Sobre las virtudes de los comerciantes chinos
La invasión china de los siglos XX y XXI es silenciosa, pero muy efectiva. Nos tienen cogidos por los huevos, la leche, las sartenes, los objetos de plástico y todas esas cosas necesarias para la vida.
No sabríamos vivir sin los comerciantes chinos. Están allí donde los necesitamos, a cualquier hora, con el complemento preciso para terminar el bizcocho, la ensalada, hacer un bricolage o meter el último tentenpié al coleto. Los hay especializados, sustituyendo a las antiguas tiendas de la esquina, en productos alimenticios; otros son la versión próxima y barata de la sección de oportunidades del Corte Inglés.

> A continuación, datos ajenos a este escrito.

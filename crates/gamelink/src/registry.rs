//! Service registry: bidirectional lookup between service names, protocol
//! numbers and the node that hosts each service.
//!
//! The registry holds an immutable [`Snapshot`] behind an `Arc`. A reload
//! builds a complete new snapshot off to the side and swaps the pointer in one
//! step, so a reader sees either the old table or the new one, never a mix.
//! Readers only hold the lock long enough to clone the `Arc`.

use gamelink_core::{Error, Result, types::ProtocolNumber};
use parking_lot::RwLock;
use serde::Deserialize;
use std::{collections::HashMap, sync::Arc};

/// One row of the service table.
///
/// Deserializes from the `[protocolNumber, serviceName, nodeName]` string
/// triple used by cluster configuration files.
#[derive(Debug, Clone, PartialEq, Eq, Deserialize)]
#[serde(from = "(String, String, String)")]
pub struct ServiceEntry {
    /// Protocol number exactly as configured; validated on load.
    pub protocol: String,
    pub service: String,
    pub node: String,
}

impl ServiceEntry {
    pub fn new(protocol: impl Into<String>, service: impl Into<String>, node: impl Into<String>) -> Self {
        Self {
            protocol: protocol.into(),
            service: service.into(),
            node: node.into(),
        }
    }
}

impl From<(String, String, String)> for ServiceEntry {
    fn from((protocol, service, node): (String, String, String)) -> Self {
        Self {
            protocol,
            service,
            node,
        }
    }
}

/// Where a protocol number is served.
#[derive(Debug, Clone, PartialEq, Eq, Hash)]
pub struct Route {
    pub node: String,
    pub service: String,
}

/// One consistent version of the service table.
#[derive(Debug, Default)]
pub struct Snapshot {
    by_name: HashMap<String, ProtocolNumber>,
    by_number: HashMap<ProtocolNumber, Route>,
}

impl Snapshot {
    /// Build and validate a snapshot.
    ///
    /// # Errors
    ///
    /// Returns [`Error::Config`] if a protocol number is not a valid `u16`, or
    /// if a service name or protocol number appears more than once.
    pub fn build(entries: &[ServiceEntry]) -> Result<Self> {
        let mut by_name = HashMap::with_capacity(entries.len());
        let mut by_number = HashMap::with_capacity(entries.len());

        for entry in entries {
            let pnum = entry
                .protocol
                .trim()
                .parse::<ProtocolNumber>()
                .map_err(|e| Error::Config {
                    reason: format!(
                        "service {}: invalid protocol number {:?}: {e}",
                        entry.service, entry.protocol
                    ),
                })?;

            if by_name.insert(entry.service.clone(), pnum).is_some() {
                return Err(Error::Config {
                    reason: format!("duplicate service name {}", entry.service),
                });
            }

            let route = Route {
                node: entry.node.clone(),
                service: entry.service.clone(),
            };
            if let Some(prev) = by_number.insert(pnum, route) {
                return Err(Error::Config {
                    reason: format!(
                        "protocol number {pnum} assigned to both {} and {}",
                        prev.service, entry.service
                    ),
                });
            }
        }

        Ok(Self { by_name, by_number })
    }

    pub fn len(&self) -> usize {
        self.by_number.len()
    }

    pub fn is_empty(&self) -> bool {
        self.by_number.is_empty()
    }
}

/// Reloadable service registry.
#[derive(Debug, Default)]
pub struct ServiceRegistry {
    current: RwLock<Arc<Snapshot>>,
}

impl ServiceRegistry {
    /// Build a registry from an initial service table.
    ///
    /// # Errors
    ///
    /// See [`Snapshot::build`].
    pub fn new(entries: &[ServiceEntry]) -> Result<Self> {
        Ok(Self {
            current: RwLock::new(Arc::new(Snapshot::build(entries)?)),
        })
    }

    /// Replace the whole table. On error the active table is left untouched.
    ///
    /// # Errors
    ///
    /// See [`Snapshot::build`].
    pub fn load(&self, entries: &[ServiceEntry]) -> Result<()> {
        let next = Arc::new(Snapshot::build(entries)?);

        #[cfg(feature = "tracing")]
        tracing::info!("Service table reloaded ({} entries)", next.len());

        *self.current.write() = next;
        Ok(())
    }

    /// The currently installed table.
    pub fn snapshot(&self) -> Arc<Snapshot> {
        Arc::clone(&self.current.read())
    }

    /// Look up the node and service for a protocol number.
    ///
    /// # Errors
    ///
    /// Returns [`Error::NotFound`] if the number is not registered.
    pub fn resolve_by_number(&self, pnum: ProtocolNumber) -> Result<Route> {
        self.snapshot()
            .by_number
            .get(&pnum)
            .cloned()
            .ok_or_else(|| Error::NotFound {
                what: format!("protocol number {pnum}"),
            })
    }

    /// Look up the protocol number of a service.
    ///
    /// # Errors
    ///
    /// Returns [`Error::NotFound`] if the service is not registered.
    pub fn resolve_by_name(&self, service: &str) -> Result<ProtocolNumber> {
        self.snapshot()
            .by_name
            .get(service)
            .copied()
            .ok_or_else(|| Error::NotFound {
                what: format!("service {service}"),
            })
    }

    /// All registered routes, ordered by protocol number.
    pub fn entries(&self) -> Vec<(ProtocolNumber, Route)> {
        let snapshot = self.snapshot();
        let mut entries: Vec<_> = snapshot
            .by_number
            .iter()
            .map(|(pnum, route)| (*pnum, route.clone()))
            .collect();
        entries.sort_unstable_by_key(|(pnum, _)| *pnum);
        entries
    }

    pub fn len(&self) -> usize {
        self.snapshot().len()
    }

    pub fn is_empty(&self) -> bool {
        self.snapshot().is_empty()
    }
}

Es cierto que son todos los chinos son físicamente iguales: poseen el mismo aspecto pulcramente desaliñado, hablan a gritos y llevan unos zapatos horribles. Cuando están parados, parece que no te están viendo, y es que, simplemente vigilan. Cuando están en movimiento, llevan, desde furgonetas muy usadas pero nunca destartaladas, conduciéndolos en parejas o tríos, unos bultos inmensos que conducen a sótanos y trastiendas que nunca hubiéramos imaginado que existían.
No hablan nuestro idioma (salvo los más jóvenes), pero lo entienden perfectamente por vías desconocidas de la comprensión humana. No hay más que atender a una conversación habitual entre un cliente y su diligente proveedor chino: "¿Tenéis un chisme de esos que sirven para que espese la masa?" y, después de mirar al inquirente de hito en hito, como si fuera a penetrar su alma, el chino se va en silencio a un lugar oculto en una de las estanterías del fondo de su tienda, y le acerca una batidora de varillas.